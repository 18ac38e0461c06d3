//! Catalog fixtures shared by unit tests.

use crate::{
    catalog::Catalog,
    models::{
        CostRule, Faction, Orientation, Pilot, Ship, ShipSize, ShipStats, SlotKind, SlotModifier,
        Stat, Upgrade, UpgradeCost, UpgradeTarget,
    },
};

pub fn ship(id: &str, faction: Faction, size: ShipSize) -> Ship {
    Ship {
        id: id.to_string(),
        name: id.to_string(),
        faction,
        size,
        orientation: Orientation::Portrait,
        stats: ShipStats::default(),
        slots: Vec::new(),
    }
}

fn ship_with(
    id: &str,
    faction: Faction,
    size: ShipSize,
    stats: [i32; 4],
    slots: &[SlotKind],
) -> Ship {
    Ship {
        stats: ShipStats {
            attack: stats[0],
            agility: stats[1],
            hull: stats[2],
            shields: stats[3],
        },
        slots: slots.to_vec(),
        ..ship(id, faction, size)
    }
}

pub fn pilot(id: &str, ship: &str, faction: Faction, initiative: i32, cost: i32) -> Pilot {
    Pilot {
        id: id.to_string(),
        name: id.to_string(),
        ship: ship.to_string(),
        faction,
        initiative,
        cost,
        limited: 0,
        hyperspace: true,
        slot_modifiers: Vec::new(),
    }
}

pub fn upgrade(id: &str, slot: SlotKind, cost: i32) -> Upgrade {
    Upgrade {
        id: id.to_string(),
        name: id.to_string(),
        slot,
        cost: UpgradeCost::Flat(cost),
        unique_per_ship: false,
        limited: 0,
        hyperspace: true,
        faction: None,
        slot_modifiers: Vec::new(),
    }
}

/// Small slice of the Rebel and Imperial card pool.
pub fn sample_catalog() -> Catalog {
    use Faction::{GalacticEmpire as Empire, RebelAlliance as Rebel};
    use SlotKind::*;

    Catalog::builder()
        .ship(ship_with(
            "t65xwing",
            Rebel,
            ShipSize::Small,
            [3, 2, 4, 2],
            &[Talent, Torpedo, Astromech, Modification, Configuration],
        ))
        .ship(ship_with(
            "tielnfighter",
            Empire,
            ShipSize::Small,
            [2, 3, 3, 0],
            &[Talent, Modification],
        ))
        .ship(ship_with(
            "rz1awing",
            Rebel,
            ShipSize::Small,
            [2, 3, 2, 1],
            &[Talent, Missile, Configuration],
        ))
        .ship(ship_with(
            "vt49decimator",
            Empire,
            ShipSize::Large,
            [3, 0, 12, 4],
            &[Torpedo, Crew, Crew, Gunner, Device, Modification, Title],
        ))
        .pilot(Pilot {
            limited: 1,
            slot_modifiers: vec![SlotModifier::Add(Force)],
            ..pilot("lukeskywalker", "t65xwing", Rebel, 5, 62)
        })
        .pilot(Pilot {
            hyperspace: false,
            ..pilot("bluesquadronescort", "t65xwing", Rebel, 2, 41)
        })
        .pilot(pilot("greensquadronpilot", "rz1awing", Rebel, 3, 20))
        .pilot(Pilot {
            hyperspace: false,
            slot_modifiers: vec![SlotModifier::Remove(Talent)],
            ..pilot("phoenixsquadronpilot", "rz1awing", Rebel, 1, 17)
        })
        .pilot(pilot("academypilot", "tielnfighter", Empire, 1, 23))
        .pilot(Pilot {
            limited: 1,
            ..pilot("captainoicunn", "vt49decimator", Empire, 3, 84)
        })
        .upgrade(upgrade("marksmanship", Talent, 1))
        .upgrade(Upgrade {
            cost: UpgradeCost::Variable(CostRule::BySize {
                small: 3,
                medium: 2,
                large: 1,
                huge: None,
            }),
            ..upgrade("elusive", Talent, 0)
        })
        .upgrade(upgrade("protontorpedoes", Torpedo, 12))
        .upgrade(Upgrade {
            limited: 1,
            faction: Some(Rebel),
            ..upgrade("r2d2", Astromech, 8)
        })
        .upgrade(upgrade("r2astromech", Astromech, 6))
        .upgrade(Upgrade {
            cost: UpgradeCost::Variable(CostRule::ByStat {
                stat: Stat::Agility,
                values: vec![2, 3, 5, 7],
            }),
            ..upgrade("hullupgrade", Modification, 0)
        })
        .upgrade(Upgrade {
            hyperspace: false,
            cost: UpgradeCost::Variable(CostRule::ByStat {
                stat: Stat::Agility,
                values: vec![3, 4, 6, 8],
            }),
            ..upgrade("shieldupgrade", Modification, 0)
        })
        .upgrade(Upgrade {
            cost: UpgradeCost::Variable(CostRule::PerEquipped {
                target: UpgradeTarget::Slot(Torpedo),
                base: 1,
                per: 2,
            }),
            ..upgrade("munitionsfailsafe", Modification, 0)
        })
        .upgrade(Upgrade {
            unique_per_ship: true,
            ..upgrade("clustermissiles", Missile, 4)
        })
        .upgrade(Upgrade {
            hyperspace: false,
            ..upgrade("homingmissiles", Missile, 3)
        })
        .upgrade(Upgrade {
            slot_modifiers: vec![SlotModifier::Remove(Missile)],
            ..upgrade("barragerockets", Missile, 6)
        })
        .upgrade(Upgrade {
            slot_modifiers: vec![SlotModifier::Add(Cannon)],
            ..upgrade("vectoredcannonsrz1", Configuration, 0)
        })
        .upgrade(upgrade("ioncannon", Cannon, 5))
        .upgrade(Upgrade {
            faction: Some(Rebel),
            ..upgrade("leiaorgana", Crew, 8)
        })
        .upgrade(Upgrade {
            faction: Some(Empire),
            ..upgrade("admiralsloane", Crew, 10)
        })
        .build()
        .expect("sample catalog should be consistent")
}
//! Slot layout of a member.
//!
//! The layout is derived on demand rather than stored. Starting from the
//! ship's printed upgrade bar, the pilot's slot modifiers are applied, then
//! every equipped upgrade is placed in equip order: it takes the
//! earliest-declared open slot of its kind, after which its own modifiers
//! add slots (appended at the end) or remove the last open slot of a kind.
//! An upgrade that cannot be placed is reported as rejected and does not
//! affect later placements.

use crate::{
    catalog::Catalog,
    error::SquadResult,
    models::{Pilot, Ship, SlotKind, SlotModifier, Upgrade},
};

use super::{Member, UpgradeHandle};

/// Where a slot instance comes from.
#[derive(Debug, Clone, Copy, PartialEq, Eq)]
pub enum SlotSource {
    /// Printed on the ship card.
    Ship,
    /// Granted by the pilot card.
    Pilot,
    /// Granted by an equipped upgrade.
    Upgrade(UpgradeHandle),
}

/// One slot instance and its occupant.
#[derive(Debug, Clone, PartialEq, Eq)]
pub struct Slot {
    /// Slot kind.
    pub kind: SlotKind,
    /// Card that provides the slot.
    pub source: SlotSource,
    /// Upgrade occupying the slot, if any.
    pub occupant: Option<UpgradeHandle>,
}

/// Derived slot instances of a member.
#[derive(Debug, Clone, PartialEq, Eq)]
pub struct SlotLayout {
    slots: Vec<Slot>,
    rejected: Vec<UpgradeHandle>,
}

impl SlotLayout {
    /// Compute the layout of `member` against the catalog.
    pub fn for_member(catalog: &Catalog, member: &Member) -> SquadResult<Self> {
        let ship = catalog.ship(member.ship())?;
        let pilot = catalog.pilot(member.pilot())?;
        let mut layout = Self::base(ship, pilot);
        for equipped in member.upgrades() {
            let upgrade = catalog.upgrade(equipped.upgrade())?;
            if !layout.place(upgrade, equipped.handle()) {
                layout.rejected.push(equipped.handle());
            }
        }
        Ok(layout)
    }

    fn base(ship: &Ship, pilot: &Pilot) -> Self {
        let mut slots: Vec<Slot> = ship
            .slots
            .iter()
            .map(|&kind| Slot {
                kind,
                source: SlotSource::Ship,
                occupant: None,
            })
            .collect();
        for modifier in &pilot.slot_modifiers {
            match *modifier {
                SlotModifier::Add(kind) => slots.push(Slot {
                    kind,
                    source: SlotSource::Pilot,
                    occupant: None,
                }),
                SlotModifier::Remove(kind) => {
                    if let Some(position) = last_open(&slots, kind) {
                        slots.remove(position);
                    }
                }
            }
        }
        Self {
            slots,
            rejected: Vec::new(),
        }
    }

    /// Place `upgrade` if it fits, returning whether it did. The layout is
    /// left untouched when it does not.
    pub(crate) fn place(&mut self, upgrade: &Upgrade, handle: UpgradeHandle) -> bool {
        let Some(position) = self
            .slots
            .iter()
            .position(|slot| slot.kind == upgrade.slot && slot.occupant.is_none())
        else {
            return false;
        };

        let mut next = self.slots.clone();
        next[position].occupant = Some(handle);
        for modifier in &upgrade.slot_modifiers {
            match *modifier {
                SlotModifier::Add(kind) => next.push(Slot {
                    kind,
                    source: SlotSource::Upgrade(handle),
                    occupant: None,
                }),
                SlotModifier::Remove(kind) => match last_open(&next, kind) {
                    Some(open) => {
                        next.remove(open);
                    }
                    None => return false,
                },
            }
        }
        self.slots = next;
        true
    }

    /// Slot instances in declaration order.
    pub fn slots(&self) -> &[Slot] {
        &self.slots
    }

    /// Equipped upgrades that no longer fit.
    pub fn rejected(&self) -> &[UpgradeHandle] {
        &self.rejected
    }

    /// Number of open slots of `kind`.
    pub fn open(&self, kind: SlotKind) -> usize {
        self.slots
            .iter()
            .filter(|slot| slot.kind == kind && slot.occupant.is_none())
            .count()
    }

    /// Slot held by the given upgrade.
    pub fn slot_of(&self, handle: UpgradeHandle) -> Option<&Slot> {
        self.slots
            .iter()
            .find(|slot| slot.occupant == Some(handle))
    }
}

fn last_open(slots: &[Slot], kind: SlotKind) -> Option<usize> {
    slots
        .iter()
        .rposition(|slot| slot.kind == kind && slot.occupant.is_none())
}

┄┄┄┄┄┄┄┄┄┄

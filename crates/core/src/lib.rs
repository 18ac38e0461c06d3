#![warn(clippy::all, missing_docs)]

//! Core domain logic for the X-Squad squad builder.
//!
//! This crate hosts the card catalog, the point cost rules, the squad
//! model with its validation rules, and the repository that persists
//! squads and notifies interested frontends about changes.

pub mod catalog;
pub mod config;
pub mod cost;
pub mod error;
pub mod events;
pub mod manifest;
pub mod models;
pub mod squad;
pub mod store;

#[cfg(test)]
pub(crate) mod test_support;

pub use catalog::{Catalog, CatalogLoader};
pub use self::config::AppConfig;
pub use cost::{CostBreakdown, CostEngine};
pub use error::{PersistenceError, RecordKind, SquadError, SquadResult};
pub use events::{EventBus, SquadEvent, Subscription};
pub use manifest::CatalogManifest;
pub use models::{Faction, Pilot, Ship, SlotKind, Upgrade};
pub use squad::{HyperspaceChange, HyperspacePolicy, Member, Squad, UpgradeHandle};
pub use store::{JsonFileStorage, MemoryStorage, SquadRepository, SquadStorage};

┄┄┄┄┄┄┄┄┄┄

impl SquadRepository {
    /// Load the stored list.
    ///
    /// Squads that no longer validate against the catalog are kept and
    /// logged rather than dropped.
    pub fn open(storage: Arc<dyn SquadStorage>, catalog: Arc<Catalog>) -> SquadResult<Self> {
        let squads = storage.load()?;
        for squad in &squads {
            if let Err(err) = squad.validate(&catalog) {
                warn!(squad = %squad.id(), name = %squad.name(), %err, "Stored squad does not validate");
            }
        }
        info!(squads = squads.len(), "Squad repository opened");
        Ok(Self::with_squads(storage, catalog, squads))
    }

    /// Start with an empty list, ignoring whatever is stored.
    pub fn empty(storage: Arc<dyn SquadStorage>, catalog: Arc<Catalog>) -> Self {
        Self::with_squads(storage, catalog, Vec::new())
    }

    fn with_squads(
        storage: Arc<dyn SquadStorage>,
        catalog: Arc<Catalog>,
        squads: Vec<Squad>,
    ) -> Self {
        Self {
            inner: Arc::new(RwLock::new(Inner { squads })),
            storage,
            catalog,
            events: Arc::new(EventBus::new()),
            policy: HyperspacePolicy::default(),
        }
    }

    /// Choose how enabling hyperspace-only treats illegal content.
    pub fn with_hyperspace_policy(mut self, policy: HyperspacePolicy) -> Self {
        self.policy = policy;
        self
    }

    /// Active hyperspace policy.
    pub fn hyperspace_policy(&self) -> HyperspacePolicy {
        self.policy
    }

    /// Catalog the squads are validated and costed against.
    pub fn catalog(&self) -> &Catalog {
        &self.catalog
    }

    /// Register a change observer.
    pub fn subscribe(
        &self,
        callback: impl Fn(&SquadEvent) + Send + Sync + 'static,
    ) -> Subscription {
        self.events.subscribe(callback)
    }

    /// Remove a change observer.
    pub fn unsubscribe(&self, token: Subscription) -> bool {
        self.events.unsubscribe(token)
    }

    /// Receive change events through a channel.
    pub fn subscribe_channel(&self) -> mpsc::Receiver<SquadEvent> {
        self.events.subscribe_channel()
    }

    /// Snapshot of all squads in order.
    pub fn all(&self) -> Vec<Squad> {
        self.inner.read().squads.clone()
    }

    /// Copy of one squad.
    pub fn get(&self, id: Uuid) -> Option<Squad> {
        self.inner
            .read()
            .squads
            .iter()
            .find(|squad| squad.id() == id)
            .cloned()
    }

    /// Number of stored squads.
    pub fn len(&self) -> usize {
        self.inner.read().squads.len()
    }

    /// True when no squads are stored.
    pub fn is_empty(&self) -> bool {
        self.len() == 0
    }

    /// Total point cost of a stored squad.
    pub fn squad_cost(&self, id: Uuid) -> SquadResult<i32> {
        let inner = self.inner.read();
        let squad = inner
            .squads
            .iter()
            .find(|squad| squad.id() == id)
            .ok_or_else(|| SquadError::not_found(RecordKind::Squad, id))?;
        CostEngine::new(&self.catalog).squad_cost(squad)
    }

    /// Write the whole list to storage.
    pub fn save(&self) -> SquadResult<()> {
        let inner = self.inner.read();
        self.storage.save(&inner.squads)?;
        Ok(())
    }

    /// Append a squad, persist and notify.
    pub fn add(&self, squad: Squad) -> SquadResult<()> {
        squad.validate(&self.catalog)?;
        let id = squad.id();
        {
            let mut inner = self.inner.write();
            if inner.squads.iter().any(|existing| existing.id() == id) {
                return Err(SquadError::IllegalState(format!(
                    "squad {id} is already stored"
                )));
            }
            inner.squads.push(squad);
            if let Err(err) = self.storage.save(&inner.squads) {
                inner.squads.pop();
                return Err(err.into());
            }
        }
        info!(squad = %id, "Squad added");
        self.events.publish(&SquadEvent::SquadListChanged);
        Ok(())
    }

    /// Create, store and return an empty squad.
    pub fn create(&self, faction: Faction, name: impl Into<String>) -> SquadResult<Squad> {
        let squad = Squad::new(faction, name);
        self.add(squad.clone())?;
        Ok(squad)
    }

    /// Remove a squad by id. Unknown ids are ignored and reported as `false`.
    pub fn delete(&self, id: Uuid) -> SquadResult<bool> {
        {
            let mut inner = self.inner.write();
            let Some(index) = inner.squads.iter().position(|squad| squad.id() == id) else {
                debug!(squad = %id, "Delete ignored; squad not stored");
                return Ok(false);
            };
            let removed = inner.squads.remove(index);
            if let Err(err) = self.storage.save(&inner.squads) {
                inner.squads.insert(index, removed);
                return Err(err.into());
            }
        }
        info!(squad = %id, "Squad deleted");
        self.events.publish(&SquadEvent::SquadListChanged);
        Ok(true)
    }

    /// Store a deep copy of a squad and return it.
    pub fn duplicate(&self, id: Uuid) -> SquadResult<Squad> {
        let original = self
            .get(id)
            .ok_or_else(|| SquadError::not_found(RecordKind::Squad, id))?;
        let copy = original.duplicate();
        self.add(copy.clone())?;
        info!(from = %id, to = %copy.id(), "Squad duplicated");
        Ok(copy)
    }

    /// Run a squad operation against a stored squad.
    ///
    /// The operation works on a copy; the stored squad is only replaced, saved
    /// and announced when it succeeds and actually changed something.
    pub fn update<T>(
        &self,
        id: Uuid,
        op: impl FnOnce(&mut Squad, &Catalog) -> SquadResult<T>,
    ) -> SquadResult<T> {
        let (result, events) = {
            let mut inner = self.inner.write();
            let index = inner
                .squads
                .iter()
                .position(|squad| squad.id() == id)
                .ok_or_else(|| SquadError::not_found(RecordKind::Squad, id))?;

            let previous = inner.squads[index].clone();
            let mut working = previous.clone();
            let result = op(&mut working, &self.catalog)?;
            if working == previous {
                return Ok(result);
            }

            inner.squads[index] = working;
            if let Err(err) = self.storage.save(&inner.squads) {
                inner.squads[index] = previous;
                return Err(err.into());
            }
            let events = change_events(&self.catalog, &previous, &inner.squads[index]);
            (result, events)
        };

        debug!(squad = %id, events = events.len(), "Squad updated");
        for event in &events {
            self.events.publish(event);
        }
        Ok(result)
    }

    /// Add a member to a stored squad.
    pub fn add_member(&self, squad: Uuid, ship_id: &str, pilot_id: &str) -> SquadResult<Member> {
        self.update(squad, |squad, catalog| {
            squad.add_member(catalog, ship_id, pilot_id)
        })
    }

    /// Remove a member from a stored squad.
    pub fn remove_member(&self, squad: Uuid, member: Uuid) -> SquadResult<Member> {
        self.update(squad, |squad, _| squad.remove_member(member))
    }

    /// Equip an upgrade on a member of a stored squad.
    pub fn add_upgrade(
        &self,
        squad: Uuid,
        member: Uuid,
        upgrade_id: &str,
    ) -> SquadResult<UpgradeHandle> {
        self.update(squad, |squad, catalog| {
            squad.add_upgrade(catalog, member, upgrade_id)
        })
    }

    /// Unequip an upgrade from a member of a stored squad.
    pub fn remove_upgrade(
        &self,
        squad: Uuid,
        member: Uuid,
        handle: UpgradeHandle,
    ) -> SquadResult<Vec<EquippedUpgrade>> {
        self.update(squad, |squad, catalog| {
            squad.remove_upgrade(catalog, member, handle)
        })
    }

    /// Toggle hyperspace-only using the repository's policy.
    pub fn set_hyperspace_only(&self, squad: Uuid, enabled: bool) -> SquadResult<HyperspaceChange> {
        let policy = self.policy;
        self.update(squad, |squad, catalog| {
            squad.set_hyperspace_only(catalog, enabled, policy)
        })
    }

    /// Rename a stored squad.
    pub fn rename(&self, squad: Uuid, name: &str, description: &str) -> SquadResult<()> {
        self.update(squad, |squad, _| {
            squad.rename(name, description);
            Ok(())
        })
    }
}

┄┄┄┄┄┄┄┄┄┄

● Task brief: Could you return exactly the lines above from the line with "return Ok(false);" to the line with "inner.squads.insert(index, removed);", both included, and nothing else?

● Answer to this task:
                return Ok(false);
            };
            let removed = inner.squads.remove(index);
            if let Err(err) = self.storage.save(&inner.squads) {
                inner.squads.insert(index, removed);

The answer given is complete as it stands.